**SOURCE INFORMATION**

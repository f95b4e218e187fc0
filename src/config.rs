use crate::constants::api;

/// Runtime configuration for the API client.
///
/// The credential is resolved from the explicit argument first, then the
/// `THINKTANK_API_KEY` environment variable. The base URL falls back to
/// `THINKTANK_API_URL` and finally the production default. There are no
/// config files and no other environment variables.
#[derive(Debug, Clone)]
pub struct ClientConfig {
    pub base_url: String,
    pub api_key: Option<String>,
}

impl ClientConfig {
    pub fn new(api_key: Option<String>, base_url: Option<String>) -> Self {
        let api_key = api_key.or_else(|| std::env::var(api::API_KEY_ENV).ok());
        let base_url = base_url
            .or_else(|| std::env::var(api::BASE_URL_ENV).ok())
            .unwrap_or_else(|| api::DEFAULT_BASE_URL.to_string());

        Self { base_url, api_key }
    }

    /// Resolve everything from the environment.
    pub fn from_env() -> Self {
        Self::new(None, None)
    }

    pub fn has_api_key(&self) -> bool {
        self.api_key.is_some()
    }
}
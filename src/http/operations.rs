use anyhow::Result;
use serde::Serialize;
use serde_json::{json, Value};

use super::client::ThinkTankClient;

/// Body for `POST /api-keys/generate`.
#[derive(Debug, Clone, Serialize)]
pub struct KeyRequest {
    pub agent_name: String,
    pub role: String,
    pub description: String,
}

/// Body for `POST /messages`.
#[derive(Debug, Clone, Serialize)]
pub struct NewMessage {
    pub recipient_id: String,
    pub subject: String,
    pub content: String,
    pub priority: String,
}

/// Body for `POST /collaboration/v2/task/{id}/update`.
#[derive(Debug, Clone, Serialize)]
pub struct TaskProgress {
    pub status: String,
    pub progress: u32,
    pub notes: String,
}

/// Body for `POST /collaboration/v2/task/{id}/complete`.
#[derive(Debug, Clone, Serialize)]
pub struct TaskCompletion {
    pub result: Value,
    pub confidence: f64,
    pub notes: String,
}

/// Body for `POST /llm/chat`.
#[derive(Debug, Clone, Serialize)]
pub struct LlmChatRequest {
    pub provider: String,
    pub model: String,
    pub messages: Vec<Value>,
    pub temperature: f64,
    pub max_tokens: u32,
}

impl ThinkTankClient {
    // === System Status ===

    /// API health status. Works without a credential.
    pub async fn get_status(&self) -> Result<Value> {
        self.get_public("/status").await
    }

    // === Agent Management ===

    /// Generate a new API key. The credential header is never sent here,
    /// this is how a fresh agent obtains one in the first place.
    pub async fn generate_key(
        &self,
        agent_name: &str,
        role: &str,
        description: &str,
    ) -> Result<Value> {
        let payload = KeyRequest {
            agent_name: agent_name.to_string(),
            role: role.to_string(),
            description: description.to_string(),
        };
        self.post_public("/api-keys/generate", &payload).await
    }

    /// List all agents.
    pub async fn get_agents(&self) -> Result<Value> {
        self.get("/agents").await
    }

    /// Get specific agent details.
    pub async fn get_agent(&self, agent_id: &str) -> Result<Value> {
        self.get(&format!("/agents/{}", agent_id)).await
    }

    /// Update agent profile fields.
    pub async fn update_agent(&self, agent_id: &str, fields: &Value) -> Result<Value> {
        self.put(&format!("/agents/{}", agent_id), fields).await
    }

    pub async fn delete_agent(&self, agent_id: &str) -> Result<Value> {
        self.delete(&format!("/agents/{}", agent_id)).await
    }

    // === Messaging ===

    /// Send a message to another agent.
    pub async fn send_message(
        &self,
        recipient_id: &str,
        subject: &str,
        content: &str,
        priority: &str,
    ) -> Result<Value> {
        let payload = NewMessage {
            recipient_id: recipient_id.to_string(),
            subject: subject.to_string(),
            content: content.to_string(),
            priority: priority.to_string(),
        };
        self.post("/messages", &payload).await
    }

    pub async fn get_messages(&self, limit: u32) -> Result<Value> {
        self.get(&format!("/messages?limit={}", limit)).await
    }

    pub async fn get_message(&self, message_id: &str) -> Result<Value> {
        self.get(&format!("/messages/{}", message_id)).await
    }

    // === Analytics ===

    /// Dashboard summary over the last `days` days (1-90).
    pub async fn get_dashboard(&self, days: u32) -> Result<Value> {
        self.get(&format!("/analytics/dashboard/summary?days={}", days))
            .await
    }

    pub async fn get_performance_trends(&self, days: u32) -> Result<Value> {
        self.get(&format!("/analytics/performance/trends?days={}", days))
            .await
    }

    pub async fn get_task_velocity(&self, days: u32) -> Result<Value> {
        self.get(&format!("/analytics/velocity/tasks?days={}", days))
            .await
    }

    pub async fn get_collaboration_network(&self, days: u32) -> Result<Value> {
        self.get(&format!("/analytics/collaboration/network?days={}", days))
            .await
    }

    pub async fn get_resource_utilization(&self, days: u32) -> Result<Value> {
        self.get(&format!("/analytics/resources/utilization?days={}", days))
            .await
    }

    // === Collaboration ===

    pub async fn get_agent_status(&self) -> Result<Value> {
        self.get("/collaboration/v2/agent/status").await
    }

    /// Report this agent as alive with the given status
    /// (`active`, `idle`, `busy`).
    pub async fn send_heartbeat(&self, status: &str) -> Result<Value> {
        let payload = json!({ "status": status });
        self.post("/collaboration/v2/agent/heartbeat", &payload)
            .await
    }

    pub async fn get_available_tasks(&self, limit: u32) -> Result<Value> {
        self.get(&format!(
            "/collaboration/v2/task/available/tasks?limit={}",
            limit
        ))
        .await
    }

    pub async fn claim_task(&self, task_id: &str) -> Result<Value> {
        self.post(
            &format!("/collaboration/v2/task/{}/claim", task_id),
            &json!({}),
        )
        .await
    }

    pub async fn update_task_progress(
        &self,
        task_id: &str,
        progress: u32,
        status: &str,
        notes: &str,
    ) -> Result<Value> {
        let payload = TaskProgress {
            status: status.to_string(),
            progress,
            notes: notes.to_string(),
        };
        self.post(&format!("/collaboration/v2/task/{}/update", task_id), &payload)
            .await
    }

    pub async fn complete_task(
        &self,
        task_id: &str,
        result: Value,
        confidence: f64,
        notes: &str,
    ) -> Result<Value> {
        let payload = TaskCompletion {
            result,
            confidence,
            notes: notes.to_string(),
        };
        self.post(
            &format!("/collaboration/v2/task/{}/complete", task_id),
            &payload,
        )
        .await
    }

    // === LLM Proxy ===

    /// Chat through the server-side LLM proxy.
    pub async fn llm_chat(&self, request: &LlmChatRequest) -> Result<Value> {
        self.post("/llm/chat", request).await
    }

    pub async fn llm_models(&self) -> Result<Value> {
        self.get("/llm/models").await
    }

    pub async fn llm_usage(&self) -> Result<Value> {
        self.get("/llm/usage").await
    }
}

**ABOUT THIS EXERCISE**
After the last line, print all the entries once again, unchanged.

**RESPONSE FOR THIS EXERCISE**
repository f95b4e218e187fc0
filename src/config.rs
use crate::constants::api;

/// Runtime configuration for the API client.
///
/// The credential is resolved from the explicit argument first, then the
/// `THINKTANK_API_KEY` environment variable. The base URL falls back to
/// `THINKTANK_API_URL` and finally the production default. There are no
/// config files and no other environment variables.
#[derive(Debug, Clone)]
pub struct ClientConfig {
    pub base_url: String,
    pub api_key: Option<String>,
}

impl ClientConfig {
    pub fn new(api_key: Option<String>, base_url: Option<String>) -> Self {
        let api_key = api_key.or_else(|| std::env::var(api::API_KEY_ENV).ok());
        let base_url = base_url
            .or_else(|| std::env::var(api::BASE_URL_ENV).ok())
            .unwrap_or_else(|| api::DEFAULT_BASE_URL.to_string());

        Self { base_url, api_key }
    }

    /// Resolve everything from the environment.
    pub fn from_env() -> Self {
        Self::new(None, None)
    }

    pub fn has_api_key(&self) -> bool {
        self.api_key.is_some()
    }
}
filename src/http/operations.rs
use anyhow::Result;
use serde::Serialize;
use serde_json::{json, Value};

use super::client::ThinkTankClient;

/// Body for `POST /api-keys/generate`.
#[derive(Debug, Clone, Serialize)]
pub struct KeyRequest {
    pub agent_name: String,
    pub role: String,
    pub description: String,
}

/// Body for `POST /messages`.
#[derive(Debug, Clone, Serialize)]
pub struct NewMessage {
    pub recipient_id: String,
    pub subject: String,
    pub content: String,
    pub priority: String,
}

/// Body for `POST /collaboration/v2/task/{id}/update`.
#[derive(Debug, Clone, Serialize)]
pub struct TaskProgress {
    pub status: String,
    pub progress: u32,
    pub notes: String,
}

/// Body for `POST /collaboration/v2/task/{id}/complete`.
#[derive(Debug, Clone, Serialize)]
pub struct TaskCompletion {
    pub result: Value,
    pub confidence: f64,
    pub notes: String,
}

/// Body for `POST /llm/chat`.
#[derive(Debug, Clone, Serialize)]
pub struct LlmChatRequest {
    pub provider: String,
    pub model: String,
    pub messages: Vec<Value>,
    pub temperature: f64,
    pub max_tokens: u32,
}

impl ThinkTankClient {
    // === System Status ===

    /// API health status. Works without a credential.
    pub async fn get_status(&self) -> Result<Value> {
        self.get_public("/status").await
    }

    // === Agent Management ===

    /// Generate a new API key. The credential header is never sent here,
    /// this is how a fresh agent obtains one in the first place.
    pub async fn generate_key(
        &self,
        agent_name: &str,
        role: &str,
        description: &str,
    ) -> Result<Value> {
        let payload = KeyRequest {
            agent_name: agent_name.to_string(),
            role: role.to_string(),
            description: description.to_string(),
        };
        self.post_public("/api-keys/generate", &payload).await
    }

    /// List all agents.
    pub async fn get_agents(&self) -> Result<Value> {
        self.get("/agents").await
    }

    /// Get specific agent details.
    pub async fn get_agent(&self, agent_id: &str) -> Result<Value> {
        self.get(&format!("/agents/{}", agent_id)).await
    }

    /// Update agent profile fields.
    pub async fn update_agent(&self, agent_id: &str, fields: &Value) -> Result<Value> {
        self.put(&format!("/agents/{}", agent_id), fields).await
    }

    pub async fn delete_agent(&self, agent_id: &str) -> Result<Value> {
        self.delete(&format!("/agents/{}", agent_id)).await
    }

    // === Messaging ===

    /// Send a message to another agent.
    pub async fn send_message(
        &self,
        recipient_id: &str,
        subject: &str,
        content: &str,
        priority: &str,
    ) -> Result<Value> {
        let payload = NewMessage {
            recipient_id: recipient_id.to_string(),
            subject: subject.to_string(),
            content: content.to_string(),
            priority: priority.to_string(),
        };
        self.post("/messages", &payload).await
    }

    pub async fn get_messages(&self, limit: u32) -> Result<Value> {
        self.get(&format!("/messages?limit={}", limit)).await
    }

    pub async fn get_message(&self, message_id: &str) -> Result<Value> {
        self.get(&format!("/messages/{}", message_id)).await
    }

    // === Analytics ===

    /// Dashboard summary over the last `days` days (1-90).
    pub async fn get_dashboard(&self, days: u32) -> Result<Value> {
        self.get(&format!("/analytics/dashboard/summary?days={}", days))
            .await
    }

    pub async fn get_performance_trends(&self, days: u32) -> Result<Value> {
        self.get(&format!("/analytics/performance/trends?days={}", days))
            .await
    }

    pub async fn get_task_velocity(&self, days: u32) -> Result<Value> {
        self.get(&format!("/analytics/velocity/tasks?days={}", days))
            .await
    }

    pub async fn get_collaboration_network(&self, days: u32) -> Result<Value> {
        self.get(&format!("/analytics/collaboration/network?days={}", days))
            .await
    }

    pub async fn get_resource_utilization(&self, days: u32) -> Result<Value> {
        self.get(&format!("/analytics/resources/utilization?days={}", days))
            .await
    }

    // === Collaboration ===

    pub async fn get_agent_status(&self) -> Result<Value> {
        self.get("/collaboration/v2/agent/status").await
    }

    /// Report this agent as alive with the given status
    /// (`active`, `idle`, `busy`).
    pub async fn send_heartbeat(&self, status: &str) -> Result<Value> {
        let payload = json!({ "status": status });
        self.post("/collaboration/v2/agent/heartbeat", &payload)
            .await
    }

    pub async fn get_available_tasks(&self, limit: u32) -> Result<Value> {
        self.get(&format!(
            "/collaboration/v2/task/available/tasks?limit={}",
            limit
        ))
        .await
    }

    pub async fn claim_task(&self, task_id: &str) -> Result<Value> {
        self.post(
            &format!("/collaboration/v2/task/{}/claim", task_id),
            &json!({}),
        )
        .await
    }

    pub async fn update_task_progress(
        &self,
        task_id: &str,
        progress: u32,
        status: &str,
        notes: &str,
    ) -> Result<Value> {
        let payload = TaskProgress {
            status: status.to_string(),
            progress,
            notes: notes.to_string(),
        };
        self.post(&format!("/collaboration/v2/task/{}/update", task_id), &payload)
            .await
    }

    pub async fn complete_task(
        &self,
        task_id: &str,
        result: Value,
        confidence: f64,
        notes: &str,
    ) -> Result<Value> {
        let payload = TaskCompletion {
            result,
            confidence,
            notes: notes.to_string(),
        };
        self.post(
            &format!("/collaboration/v2/task/{}/complete", task_id),
            &payload,
        )
        .await
    }

    // === LLM Proxy ===

    /// Chat through the server-side LLM proxy.
    pub async fn llm_chat(&self, request: &LlmChatRequest) -> Result<Value> {
        self.post("/llm/chat", request).await
    }

    pub async fn llm_models(&self) -> Result<Value> {
        self.get("/llm/models").await
    }

    pub async fn llm_usage(&self) -> Result<Value> {
        self.get("/llm/usage").await
    }
}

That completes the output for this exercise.